In this part of the intermediate series, learn how to create a correlation matrix with numpy, pandas, and seaborn which will show you which positions to stack each week.
If you have any questions about the code here, feel free to reach out to me on Twitter or on Reddit.
If you like Fantasy Football and have an interest in learning how to code, check out our Ultimate Guide on Learning Python with Fantasy Football Online Course. Here is a link to purchase for 15% off. The course includes 15 chapters of material, 14 hours of video, hundreds of data sets, lifetime updates, and a Slack channel invite to join the Fantasy Football with Python community.
If you haven’t read part one of the series yet, here’s a link to that.
In this next part of the series we are going to delve a bit deeper into using Python and pandas for analyzing the 2019 Fantasy Football season. In the last post, we really just set up an environment and graphed usage vs. fantasy performance. If anything we just confirmed the already proverbial maxim of “Don’t get cute, start your studs”. Usage is king, yes – but almost anyone who’s played FF for a couple seasons knows that already. So let’s dive in and try to answer some better questions that will give you real FF insight and build your Python skills at the same time.

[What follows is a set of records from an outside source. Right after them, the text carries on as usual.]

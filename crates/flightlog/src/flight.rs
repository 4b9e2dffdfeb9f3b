//! Core flight record types for flightlog.
//!
//! A [`Flight`] is one entry in the log: where the flight goes, its number,
//! and the aircraft type that serves it. The persisted key names are the
//! Russian labels shown to the operator and are written verbatim.

use serde::{Deserialize, Serialize};

use crate::config::MenuMode;

/// Persisted key for the destination field.
pub const DESTINATION_KEY: &str = "название пункта назначения";

/// Persisted key for the flight number field.
pub const FLIGHT_NUMBER_KEY: &str = "номер рейса";

/// Persisted key for the aircraft type field.
pub const AIRCRAFT_TYPE_KEY: &str = "тип самолета";

/// All persisted keys, in field order.
pub const FIELD_KEYS: [&str; 3] = [DESTINATION_KEY, FLIGHT_NUMBER_KEY, AIRCRAFT_TYPE_KEY];

/// A single flight record.
#[derive(Debug, Clone, PartialEq, Eq, Hash, Serialize, Deserialize)]
pub struct Flight {
    /// Name of the destination point.
    #[serde(rename = "название пункта назначения")]
    pub destination: String,

    /// Flight number.
    #[serde(rename = "номер рейса")]
    pub flight_number: String,

    /// Aircraft type serving the flight.
    #[serde(rename = "тип самолета")]
    pub aircraft_type: String,
}

impl Flight {
    /// Create a new flight record.
    #[must_use]
    pub fn new(
        destination: impl Into<String>,
        flight_number: impl Into<String>,
        aircraft_type: impl Into<String>,
    ) -> Self {
        Self {
            destination: destination.into(),
            flight_number: flight_number.into(),
            aircraft_type: aircraft_type.into(),
        }
    }

    /// Check whether this flight is served by the given aircraft type.
    ///
    /// The comparison is exact and case-sensitive.
    #[must_use]
    pub fn is_served_by(&self, aircraft_type: &str) -> bool {
        self.aircraft_type == aircraft_type
    }
}

/// Raw operator input for a flight, as read from the prompts.
///
/// Values keep whatever the operator typed; [`FlightDraft::into_flight`]
/// decides how they are cleaned up for the active menu mode.
#[derive(Debug, Clone, Default, PartialEq, Eq)]
pub struct FlightDraft {
    /// Text entered for the destination.
    pub destination: String,
    /// Text entered for the flight number.
    pub flight_number: String,
    /// Text entered for the aircraft type.
    pub aircraft_type: String,
}

impl FlightDraft {
    /// Turn the draft into a record.
    ///
    /// In [`MenuMode::Validating`] surrounding whitespace is trimmed from every
    /// field; in [`MenuMode::Basic`] values are taken verbatim.
    #[must_use]
    pub fn into_flight(self, mode: MenuMode) -> Flight {
        match mode {
            MenuMode::Basic => Flight {
                destination: self.destination,
                flight_number: self.flight_number,
                aircraft_type: self.aircraft_type,
            },
            MenuMode::Validating => Flight::new(
                self.destination.trim(),
                self.flight_number.trim(),
                self.aircraft_type.trim(),
            ),
        }
    }
}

The question we’re going to try to answer is about “stacking”. For those that don’t already know, stacking is starting two or more players from the same team. Some people swear upon using stacks – and it’s even helped people win some leagues (Tannehill and AJ Brown this season comes to mind).
Coming from a background in finance/accounting, I’ve always been hesitant about using stacks. When choosing a portfolio of stocks – you should aim to diversify. Diversification is one of the only free lunches in economics, as you have the potential to reduce your risk without altering your return. I always intuitively applied that concept to FF, believing that if I diversified my starting lineup, I could reduce my risk while keeping my return (points scored) the same. In future posts, I’ll get more into this concept of diversification.

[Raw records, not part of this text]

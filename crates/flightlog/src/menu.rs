//! Interactive menu for flightlog.
//!
//! The menu is split in two layers:
//!
//! - [`Session::execute`] applies one [`Command`] to the store and returns the
//!   text to show plus the next [`State`]. It never reads input.
//! - [`run`] is the shell around it: it prints the menu, reads a selector and
//!   whatever the chosen action needs through a [`Console`], and loops until
//!   the exit action.
//!
//! # Example
//!
//! ```
//! use std::io::Cursor;
//!
//! use flightlog::config::MenuMode;
//! use flightlog::menu::{run, LineConsole, Session};
//! use flightlog::FlightStore;
//!
//! let dir = tempfile::tempdir().unwrap();
//! let store = FlightStore::new(dir.path().join("flights.json"));
//! let mut session = Session::new(store, MenuMode::Basic);
//!
//! let input = Cursor::new("1\nMoscow\nSU100\nA320\n2\n4\n");
//! let mut console = LineConsole::new(input, Vec::new());
//! run(&mut session, &mut console).unwrap();
//!
//! assert_eq!(session.store().len(), 1);
//! assert!(dir.path().join("flights.json").exists());
//! ```

use std::io::{BufRead, Write};

use serde_json::Value;
use tracing::{debug, info, warn};

use crate::config::MenuMode;
use crate::error::{Error, Result};
use crate::flight::{Flight, FlightDraft};
use crate::schema;
use crate::store::FlightStore;
use crate::table::render_table;

const MENU_HEADER: &str = "Выберите действие:";
const MENU_ADD: &str = "1. Добавить рейс";
const MENU_LIST: &str = "2. Вывести список рейсов";
const MENU_SEARCH: &str = "3. Поиск рейсов по типу самолета";
const MENU_CHECK: &str = "4. Проверить валидацию данных";

const SELECTOR_PROMPT: &str = "Введите номер действия: ";
const DESTINATION_PROMPT: &str = "Введите название пункта назначения: ";
const FLIGHT_NUMBER_PROMPT: &str = "Введите номер рейса: ";
const AIRCRAFT_TYPE_PROMPT: &str = "Введите тип самолета: ";
const SEARCH_PROMPT: &str = "Введите тип самолета для поиска: ";

const VALIDATION_PASSED: &str = "Введенные данные соответствуют схеме.";
const VALIDATION_FAILED: &str = "Ошибка валидации: ";
const INVALID_SELECTION: &str = "Некорректный ввод. Пожалуйста, выберите действие из списка.";

/// State of the menu loop.
#[derive(Debug, Clone, Copy, PartialEq, Eq)]
pub enum State {
    /// Waiting for the next action.
    Running,
    /// The store has been saved and the loop must end.
    Exiting,
}

/// A menu action, as chosen by the selector.
#[derive(Debug, Clone, Copy, PartialEq, Eq)]
pub enum Action {
    /// Add a flight.
    AddFlight,
    /// Print every flight.
    ListFlights,
    /// Print flights served by an aircraft type.
    SearchByAircraftType,
    /// Check a candidate flight against the record shape without storing it.
    CheckValidation,
    /// Save the store and leave.
    SaveAndExit,
    /// Anything the menu does not offer.
    Invalid,
}

impl Action {
    /// Map a selector to an action for the given menu variant.
    ///
    /// The selector must match exactly; surrounding whitespace makes it
    /// invalid.
    #[must_use]
    pub fn parse(selector: &str, mode: MenuMode) -> Self {
        match (selector, mode) {
            ("1", _) => Self::AddFlight,
            ("2", _) => Self::ListFlights,
            ("3", _) => Self::SearchByAircraftType,
            ("4", MenuMode::Basic) | ("5", MenuMode::Validating) => Self::SaveAndExit,
            ("4", MenuMode::Validating) => Self::CheckValidation,
            _ => Self::Invalid,
        }
    }
}

/// The menu listing for the given variant, one line per entry.
#[must_use]
pub fn menu_text(mode: MenuMode) -> String {
    let mut lines = vec![MENU_HEADER, MENU_ADD, MENU_LIST, MENU_SEARCH];
    match mode {
        MenuMode::Basic => lines.push("4. Сохранить и выйти"),
        MenuMode::Validating => {
            lines.push(MENU_CHECK);
            lines.push("5. Сохранить и выйти");
        }
    }
    let mut text = lines.join("\n");
    text.push('\n');
    text
}

/// An action together with the operator input it needs.
#[derive(Debug, Clone, PartialEq, Eq)]
pub enum Command {
    /// Add the drafted flight.
    AddFlight(FlightDraft),
    /// Print every flight.
    ListFlights,
    /// Print flights served by this aircraft type.
    SearchByAircraftType(String),
    /// Check the drafted flight without storing it.
    CheckValidation(FlightDraft),
    /// Save the store and leave.
    SaveAndExit,
    /// Report an unknown selector.
    Invalid,
}

/// Result of executing a command.
#[derive(Debug, Clone, PartialEq, Eq)]
pub struct Reply {
    /// Text to show the operator; may be empty.
    pub message: String,
    /// State the loop moves to.
    pub state: State,
}

impl Reply {
    fn running(message: impl Into<String>) -> Self {
        Self {
            message: message.into(),
            state: State::Running,
        }
    }

    fn silent() -> Self {
        Self::running(String::new())
    }
}

/// The menu's working context: the store and the active variant.
#[derive(Debug)]
pub struct Session {
    store: FlightStore,
    mode: MenuMode,
}

impl Session {
    /// Create a session over a loaded store.
    #[must_use]
    pub fn new(store: FlightStore, mode: MenuMode) -> Self {
        Self { store, mode }
    }

    /// The store.
    #[must_use]
    pub fn store(&self) -> &FlightStore {
        &self.store
    }

    /// The active menu variant.
    #[must_use]
    pub fn mode(&self) -> MenuMode {
        self.mode
    }

    /// Execute one command.
    ///
    /// Validation failures, empty searches and unknown selectors are ordinary
    /// replies, not errors.
    ///
    /// # Errors
    ///
    /// Returns an error if saving the store fails.
    pub fn execute(&mut self, command: Command) -> Result<Reply> {
        debug!("Executing {:?}", command);
        match command {
            Command::AddFlight(draft) => self.add_flight(draft),
            Command::ListFlights => Ok(Reply::running(render_table(self.store.flights()))),
            Command::SearchByAircraftType(aircraft_type) => {
                Ok(Reply::running(self.search(&aircraft_type)))
            }
            Command::CheckValidation(draft) => Ok(self.check_validation(draft)),
            Command::SaveAndExit => {
                self.store.save()?;
                Ok(Reply {
                    message: String::new(),
                    state: State::Exiting,
                })
            }
            Command::Invalid => Ok(Reply::running(format!("{INVALID_SELECTION}\n"))),
        }
    }

    /// Add a candidate record given as JSON.
    ///
    /// The candidate is stored only if it has the flight record shape;
    /// otherwise the reply describes the violation and the store is left
    /// unchanged.
    ///
    /// # Errors
    ///
    /// Returns an error if a valid candidate still fails to deserialize.
    pub fn add_candidate(&mut self, candidate: Value) -> Result<Reply> {
        if let Err(err) = schema::validate_value(&candidate) {
            warn!("Rejected flight: {err}");
            return Ok(Reply::running(format!("{VALIDATION_FAILED} {err}\n")));
        }
        let flight: Flight = serde_json::from_value(candidate)?;
        self.store.append(flight);
        Ok(Reply::silent())
    }

    fn add_flight(&mut self, draft: FlightDraft) -> Result<Reply> {
        let flight = draft.into_flight(self.mode);
        match self.mode {
            MenuMode::Basic => {
                self.store.append(flight);
                Ok(Reply::silent())
            }
            MenuMode::Validating => self.add_candidate(serde_json::to_value(flight)?),
        }
    }

    fn check_validation(&self, draft: FlightDraft) -> Reply {
        let message = match schema::validate(&draft.into_flight(self.mode)) {
            Ok(()) => format!("{VALIDATION_PASSED}\n"),
            Err(err) => format!("{VALIDATION_FAILED} {err}\n"),
        };
        Reply::running(message)
    }

    fn search(&self, aircraft_type: &str) -> String {
        let found = self.store.find_by_aircraft_type(aircraft_type);
        if found.is_empty() {
            format!("\nРейсов, обслуживаемых самолетом типа {aircraft_type}, не найдено.\n")
        } else {
            let mut text = format!("\nРейсы, обслуживаемые самолетом типа {aircraft_type}: \n");
            text.push_str(&render_table(found));
            text
        }
    }
}

/// Operator console used by the menu shell.
pub trait Console {
    /// Show `prompt` and read one line of input, without its line terminator.
    ///
    /// # Errors
    ///
    /// Returns [`Error::InputClosed`] when input is exhausted, or an I/O error.
    fn read_line(&mut self, prompt: &str) -> Result<String>;

    /// Show text as is.
    ///
    /// # Errors
    ///
    /// Returns an I/O error if the text cannot be written.
    fn write(&mut self, text: &str) -> Result<()>;
}

/// A [`Console`] over any line-oriented reader and writer.
#[derive(Debug)]
pub struct LineConsole<R, W> {
    input: R,
    output: W,
}

impl<R: BufRead, W: Write> LineConsole<R, W> {
    /// Create a console reading from `input` and writing to `output`.
    pub fn new(input: R, output: W) -> Self {
        Self { input, output }
    }

    /// Take the reader and writer back.
    pub fn into_inner(self) -> (R, W) {
        (self.input, self.output)
    }
}

impl<R: BufRead, W: Write> Console for LineConsole<R, W> {
    fn read_line(&mut self, prompt: &str) -> Result<String> {
        self.write(prompt)?;

        let mut line = String::new();
        if self.input.read_line(&mut line)? == 0 {
            return Err(Error::InputClosed);
        }
        if line.ends_with('\n') {
            line.pop();
            if line.ends_with('\r') {
                line.pop();
            }
        }
        Ok(line)
    }

    fn write(&mut self, text: &str) -> Result<()> {
        self.output.write_all(text.as_bytes())?;
        self.output.flush()?;
        Ok(())
    }
}

/// Read the operator input an action needs and build its command.
///
/// # Errors
///
/// Returns an error if reading from the console fails.
pub fn gather<C: Console>(action: Action, console: &mut C) -> Result<Command> {
    let command = match action {
        Action::AddFlight => Command::AddFlight(read_draft(console)?),
        Action::ListFlights => Command::ListFlights,
        Action::SearchByAircraftType => {
            Command::SearchByAircraftType(console.read_line(SEARCH_PROMPT)?)
        }
        Action::CheckValidation => Command::CheckValidation(read_draft(console)?),
        Action::SaveAndExit => Command::SaveAndExit,
        Action::Invalid => Command::Invalid,
    };
    Ok(command)
}

fn read_draft<C: Console>(console: &mut C) -> Result<FlightDraft> {
    Ok(FlightDraft {
        destination: console.read_line(DESTINATION_PROMPT)?,
        flight_number: console.read_line(FLIGHT_NUMBER_PROMPT)?,
        aircraft_type: console.read_line(AIRCRAFT_TYPE_PROMPT)?,
    })
}

/// Run the menu loop until the exit action saves the store.
///
/// # Errors
///
/// Returns [`Error::InputClosed`] if input ends before the exit action, in
/// which case nothing is saved. Console and save failures are returned as is.
pub fn run<C: Console>(session: &mut Session, console: &mut C) -> Result<()> {
    info!(
        "Menu started ({} mode, {} flights)",
        session.mode(),
        session.store().len()
    );

    loop {
        console.write(&menu_text(session.mode()))?;
        let selector = console.read_line(SELECTOR_PROMPT)?;
        let action = Action::parse(&selector, session.mode());
        let command = gather(action, console)?;
        let reply = session.execute(command)?;

        if !reply.message.is_empty() {
            console.write(&reply.message)?;
        }
        if reply.state == State::Exiting {
            info!(
                "Menu finished, {} flights saved to {}",
                session.store().len(),
                session.store().path().display()
            );
            return Ok(());
        }
    }
}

Sometimes though, you are projected to lose by a lot and you actually want to increase your risk. Another principle in both Finance and Fantasy Football is that you can actually increase your potential reward by increasing your level of risk exposure.

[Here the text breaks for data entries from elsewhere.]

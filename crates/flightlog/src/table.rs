//! Fixed-width table rendering for flights.

use std::fmt::Write;

use crate::flight::Flight;

/// Width of the destination column.
pub const DESTINATION_WIDTH: usize = 30;

/// Width of the flight number column.
pub const FLIGHT_NUMBER_WIDTH: usize = 20;

/// Width of the aircraft type column.
pub const AIRCRAFT_TYPE_WIDTH: usize = 15;

const DESTINATION_HEADER: &str = "Название пункта назначения";
const FLIGHT_NUMBER_HEADER: &str = "Номер рейса";
const AIRCRAFT_TYPE_HEADER: &str = "Тип самолета";

/// Render flights as a bordered table.
///
/// Widths are counted in characters. Values longer than their column are not
/// truncated and push the right border out. Every line, including the last,
/// ends with a newline.
#[must_use]
pub fn render_table<'a, I>(flights: I) -> String
where
    I: IntoIterator<Item = &'a Flight>,
{
    let border = border_line();
    let mut out = String::new();

    out.push_str(&border);
    let _ = writeln!(
        out,
        "| {:^dw$} | {:^fw$} | {:^aw$} |",
        DESTINATION_HEADER,
        FLIGHT_NUMBER_HEADER,
        AIRCRAFT_TYPE_HEADER,
        dw = DESTINATION_WIDTH,
        fw = FLIGHT_NUMBER_WIDTH,
        aw = AIRCRAFT_TYPE_WIDTH,
    );
    out.push_str(&border);

    for flight in flights {
        let _ = writeln!(
            out,
            "| {:<dw$} | {:<fw$} | {:<aw$} |",
            flight.destination,
            flight.flight_number,
            flight.aircraft_type,
            dw = DESTINATION_WIDTH,
            fw = FLIGHT_NUMBER_WIDTH,
            aw = AIRCRAFT_TYPE_WIDTH,
        );
    }

    out.push_str(&border);
    out
}

fn border_line() -> String {
    format!(
        "+-{}-+-{}-+-{}-+\n",
        "-".repeat(DESTINATION_WIDTH),
        "-".repeat(FLIGHT_NUMBER_WIDTH),
        "-".repeat(AIRCRAFT_TYPE_WIDTH),
    )
}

Think of it like this – it’s Monday Night, you’re down 30 points and you have the option of starting Will Fuller or James White in PPR (Your opponent has no players left to play).
You start Will Fuller. Why? Because even though he made decide to pull his hamstring for the 15th time in the season on the second play of the game, he has the potential to drop 50 for your team. With James White, if you need 12 points, he’ll give you 13. But if you need 30 points on MNF – he’ll give you 13.
One way of increasing our risk to increase our potential reward is by stacking positions who’s performances are highly correlated to each other. When I say risk, I mean the risk that because one player has a bad game, another player has a bad game as a result. If you’re stacking – you run the risk of both players having a bad game if they’re highly correlated. But here’s the thing – you can also expose yourself to the potential of having a really good game if they both do well.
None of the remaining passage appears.